Il va de soi que la conscience humaine est supérieure à celle du primate le plus proche, et que ce dernier est supérieur à chaque échelon de l’échelle évolutive jusqu’à la paramécie. Il va également de soi qu’à mesure que la conscience évolue, le monde perçu évolue, y compris (et surtout) dans son aspect spatio-temporel. La conscience humaine elle-même a évolué et est probablement appelée à évoluer encore, comme Jean Gebser l’a longuement soutenu (voir ici et ici).
Selon Gebser, le monde, tel que nous le percevons ou le concevons a émergé, avec notre structure mentale actuelle de conscience, d’une structure de conscience antérieure qu’il appelait mythique, et il est destiné à être supplanté par un autre monde, à travers l’émergence d’une autre structure de conscience qu’il appelait intégrale.

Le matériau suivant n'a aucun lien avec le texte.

use std::time::Duration;

use serde::{Deserialize, Serialize};

use crate::error::{Error, Result};

pub const ENV_USER_AGENT: &str = "GEOFETCH_USERAGENT";
pub const ENV_TIMEOUT: &str = "GEOFETCH_HTTP_TIMEOUT";
pub const ENV_CONNECT_TIMEOUT: &str = "GEOFETCH_HTTP_CONNECTTIMEOUT";
pub const ENV_RETRY_DELAY: &str = "GEOFETCH_HTTP_RETRY_DELAY";
pub const ENV_DEBUG: &str = "GEOFETCH_HTTP_DEBUG";
pub const ENV_SIMULATE_CODE: &str = "GEOFETCH_SIMULATE_HTTP_RESPONSE_CODE";
pub const ENV_DISABLE: &str = "GEOFETCH_HTTP_DISABLE";
pub const ENV_PROXY_HOST: &str = "GEOFETCH_PROXY";
pub const ENV_PROXY_PORT: &str = "GEOFETCH_PROXYPORT";
pub const ENV_PROXY_AUTH: &str = "GEOFETCH_PROXYAUTH";

const DEFAULT_PROXY_PORT: u16 = 8080;

fn default_proxy_port() -> u16 {
    DEFAULT_PROXY_PORT
}

/// An HTTP proxy.
#[derive(Debug, Clone, PartialEq, Eq, Serialize, Deserialize)]
#[serde(deny_unknown_fields)]
pub struct ProxySettings {
    pub host: String,

    #[serde(default = "default_proxy_port")]
    pub port: u16,

    #[serde(default)]
    pub username: Option<String>,

    #[serde(default)]
    pub password: Option<String>,
}

impl ProxySettings {
    pub fn new(host: impl Into<String>, port: u16) -> Self {
        Self {
            host: host.into(),
            port,
            username: None,
            password: None,
        }
    }

    #[must_use]
    pub fn credentials(mut self, username: impl Into<String>, password: impl Into<String>) -> Self {
        self.username = Some(username.into());
        self.password = Some(password.into());
        self
    }

    /// `http://host:port`, or the host unchanged if it already has a scheme.
    pub fn url(&self) -> String {
        if self.host.contains("://") {
            format!("{}:{}", self.host, self.port)
        } else {
            format!("http://{}:{}", self.host, self.port)
        }
    }

    /// Read `GEOFETCH_PROXY`, `GEOFETCH_PROXYPORT` and `GEOFETCH_PROXYAUTH`.
    pub fn from_env() -> Result<Option<Self>> {
        Self::from_lookup(|name| std::env::var(name).ok())
    }

    /// Build proxy settings from an arbitrary variable source.
    ///
    /// Returns `None` when no proxy host is set. `GEOFETCH_PROXYAUTH` has the
    /// form `user:password`.
    pub fn from_lookup<F>(lookup: F) -> Result<Option<Self>>
    where
        F: Fn(&str) -> Option<String>,
    {
        let Some(host) = lookup(ENV_PROXY_HOST).filter(|h| !h.trim().is_empty()) else {
            return Ok(None);
        };

        let port = match lookup(ENV_PROXY_PORT) {
            Some(raw) => raw.trim().parse().map_err(|_| Error::Config {
                name: ENV_PROXY_PORT.to_string(),
                value: raw.clone(),
            })?,
            None => DEFAULT_PROXY_PORT,
        };

        let mut proxy = Self::new(host.trim(), port);
        if let Some(auth) = lookup(ENV_PROXY_AUTH) {
            let (user, password) = auth.split_once(':').unwrap_or((auth.as_str(), ""));
            proxy = proxy.credentials(user, password);
        }
        Ok(Some(proxy))
    }
}

/// Process-level HTTP settings, read once at startup.
///
/// Handed by value to the transport and [`crate::Fetcher`] constructors.
///
/// # Examples
///
/// ```
/// use std::time::Duration;
/// use geofetch::FetchConfig;
///
/// let config = FetchConfig::default()
///     .user_agent("tiler/2.0")
///     .timeout(Duration::from_secs(30))
///     .retry_delay(Duration::from_millis(250));
///
/// assert_eq!(config.user_agent, "tiler/2.0");
/// ```
#[derive(Debug, Clone, PartialEq, Deserialize)]
#[serde(try_from = "ConfigFile")]
pub struct FetchConfig {
    pub user_agent: String,

    /// Overall request timeout. `None` means unlimited.
    pub timeout: Option<Duration>,

    /// Connection establishment timeout. `None` means unlimited.
    pub connect_timeout: Option<Duration>,

    /// Delay armed on recoverable failures.
    pub retry_delay: Duration,

    pub proxy: Option<ProxySettings>,

    /// Verbose per-request tracing.
    pub debug: bool,

    /// Replace every real status code with this one. Testing only.
    pub simulate_response_code: Option<u16>,
}

impl Default for FetchConfig {
    fn default() -> Self {
        Self {
            user_agent: concat!("geofetch/", env!("CARGO_PKG_VERSION")).to_string(),
            timeout: None,
            connect_timeout: None,
            retry_delay: Duration::from_millis(500),
            proxy: None,
            debug: false,
            simulate_response_code: None,
        }
    }
}

impl FetchConfig {
    #[must_use]
    pub fn user_agent(mut self, user_agent: impl Into<String>) -> Self {
        self.user_agent = user_agent.into();
        self
    }

    #[must_use]
    pub fn timeout(mut self, timeout: Duration) -> Self {
        self.timeout = unlimited_if_zero(timeout);
        self
    }

    #[must_use]
    pub fn connect_timeout(mut self, timeout: Duration) -> Self {
        self.connect_timeout = unlimited_if_zero(timeout);
        self
    }

    #[must_use]
    pub fn retry_delay(mut self, delay: Duration) -> Self {
        self.retry_delay = delay;
        self
    }

    #[must_use]
    pub fn proxy(mut self, proxy: ProxySettings) -> Self {
        self.proxy = Some(proxy);
        self
    }

    #[must_use]
    pub fn debug(mut self, debug: bool) -> Self {
        self.debug = debug;
        self
    }

    #[must_use]
    pub fn simulate_response_code(mut self, code: u16) -> Self {
        self.simulate_response_code = Some(code);
        self
    }

    /// Overlay the `GEOFETCH_*` environment on the defaults.
    ///
    /// Proxy variables are not read here; a transport reads them when built.
    pub fn from_env() -> Result<Self> {
        Self::from_lookup(|name| std::env::var(name).ok())
    }

    /// [`FetchConfig::from_env`] over an arbitrary variable source.
    pub fn from_lookup<F>(lookup: F) -> Result<Self>
    where
        F: Fn(&str) -> Option<String>,
    {
        let mut config = Self::default();

        if let Some(user_agent) = lookup(ENV_USER_AGENT) {
            config.user_agent = user_agent;
        }
        if let Some(raw) = lookup(ENV_TIMEOUT) {
            config.timeout = unlimited_if_zero(parse_seconds(ENV_TIMEOUT, &raw)?);
        }
        if let Some(raw) = lookup(ENV_CONNECT_TIMEOUT) {
            config.connect_timeout = unlimited_if_zero(parse_seconds(ENV_CONNECT_TIMEOUT, &raw)?);
        }
        if let Some(raw) = lookup(ENV_RETRY_DELAY) {
            config.retry_delay = parse_seconds(ENV_RETRY_DELAY, &raw)?;
        }
        if lookup(ENV_DEBUG).is_some() {
            config.debug = true;
            tracing::info!("HTTP debugging enabled");
        }

        if let Some(raw) = lookup(ENV_SIMULATE_CODE) {
            let code = raw.trim().parse().unwrap_or(404);
            tracing::warn!(code, "simulating network errors with a fixed response code");
            config.simulate_response_code = Some(code);
        }
        if lookup(ENV_DISABLE).is_some() {
            tracing::warn!("HTTP traffic disabled");
            config.simulate_response_code = Some(500);
        }

        Ok(config)
    }

    /// Parse a TOML document. Durations are given in (fractional) seconds.
    ///
    /// ```
    /// use geofetch::FetchConfig;
    ///
    /// let config = FetchConfig::from_toml_str(r#"
    ///     user_agent = "tiler/2.0"
    ///     timeout = 30
    ///     retry_delay = 0.25
    ///
    ///     [proxy]
    ///     host = "proxy.internal"
    /// "#).unwrap();
    ///
    /// assert_eq!(config.proxy.unwrap().port, 8080);
    /// ```
    pub fn from_toml_str(document: &str) -> Result<Self> {
        Ok(toml::from_str(document)?)
    }
}

/// On-disk shape of [`FetchConfig`].
#[derive(Debug, Default, Deserialize)]
#[serde(deny_unknown_fields)]
struct ConfigFile {
    user_agent: Option<String>,
    timeout: Option<f64>,
    connect_timeout: Option<f64>,
    retry_delay: Option<f64>,
    proxy: Option<ProxySettings>,
    debug: Option<bool>,
    simulate_response_code: Option<u16>,
}

impl TryFrom<ConfigFile> for FetchConfig {
    type Error = Error;

    fn try_from(file: ConfigFile) -> Result<Self> {
        let defaults = FetchConfig::default();
        let seconds = |name: &str, value: Option<f64>| -> Result<Option<Duration>> {
            value
                .map(|secs| {
                    Duration::try_from_secs_f64(secs).map_err(|_| Error::Config {
                        name: name.to_string(),
                        value: secs.to_string(),
                    })
                })
                .transpose()
        };

        Ok(Self {
            user_agent: file.user_agent.unwrap_or(defaults.user_agent),
            timeout: seconds("timeout", file.timeout)?.and_then(unlimited_if_zero),
            connect_timeout: seconds("connect_timeout", file.connect_timeout)?
                .and_then(unlimited_if_zero),
            retry_delay: seconds("retry_delay", file.retry_delay)?.unwrap_or(defaults.retry_delay),
            proxy: file.proxy,
            debug: file.debug.unwrap_or(defaults.debug),
            simulate_response_code: file.simulate_response_code,
        })
    }
}

fn unlimited_if_zero(duration: Duration) -> Option<Duration> {
    (!duration.is_zero()).then_some(duration)
}

fn parse_seconds(name: &str, raw: &str) -> Result<Duration> {
    raw.trim()
        .parse::<f64>()
        .ok()
        .and_then(|secs| Duration::try_from_secs_f64(secs).ok())
        .ok_or_else(|| Error::Config {
            name: name.to_string(),
            value: raw.to_string(),
        })
}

Cela non seulement éclaire la question de l’émergence sous un jour nouveau, mais remet aussi en question l’affirmation habituelle selon laquelle l’univers — tel que nous le concevons ! — aurait une priorité historique sur l’évolution des êtres doués de conscience mentale et de leurs conceptions.
Comme mentionné dans un billet précédent, le monde mythique est essentiellement un assemblage d’images bidimensionnelles, que la conscience mythique est incapable d’intégrer dans notre monde mental tridimensionnel. Le moi mythique se trouve au centre d’une sphère dont les limites sont fixées par les étoiles fixes, le firmament. Dépourvu de notre conscience de la « troisième » dimension de profondeur centrée sur le spectateur, il ne lui vient jamais à l’esprit de s’interroger sur ce qui se trouve au-delà de cette sphère, ni même sur ce qui se trouve entre lui-même et la nature, qui l’entoure comme une caverne. Il ne pouvait manier la perspective dans le dessin et la peinture ni parvenir à la « vue de nulle part » détachée et sans sujet, qui est une condition préalable de la science moderne.

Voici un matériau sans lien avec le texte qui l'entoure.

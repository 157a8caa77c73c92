use geofetch_cache::Headers;

/// Whether stored `cache-control` metadata demands revalidation on every use.
///
/// `no-cache` permits storing a response but not serving it unchecked.
pub fn requires_revalidation(headers: &Headers) -> bool {
    headers.get("cache-control").is_some_and(|value| {
        value.split(',').any(|directive| {
            let directive = directive.trim();
            directive.eq_ignore_ascii_case("no-cache")
                || directive
                    .get(..9)
                    .is_some_and(|head| head.eq_ignore_ascii_case("no-cache="))
        })
    })
}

Bien que nous ayons tendance à croire que le monde existait avant notre apparition, il ne faut qu’une nanoseconde pour réaliser qu’il ne pouvait exister, tout seul, plus ou moins tel que nous l’expérimentons ou le concevons. Les choses ne sont pas ce qu’elles semblent être, comme Arthur Eddington l’a illustré avec ses deux tables et Wilfrid Sellars avec ses deux images du monde — l’image scientifique, qui manque des « catégories se rapportant à l’homme en tant que personne », et l’image manifeste, qui est dépourvue des entités théoriques peuplant l’image scientifique [1].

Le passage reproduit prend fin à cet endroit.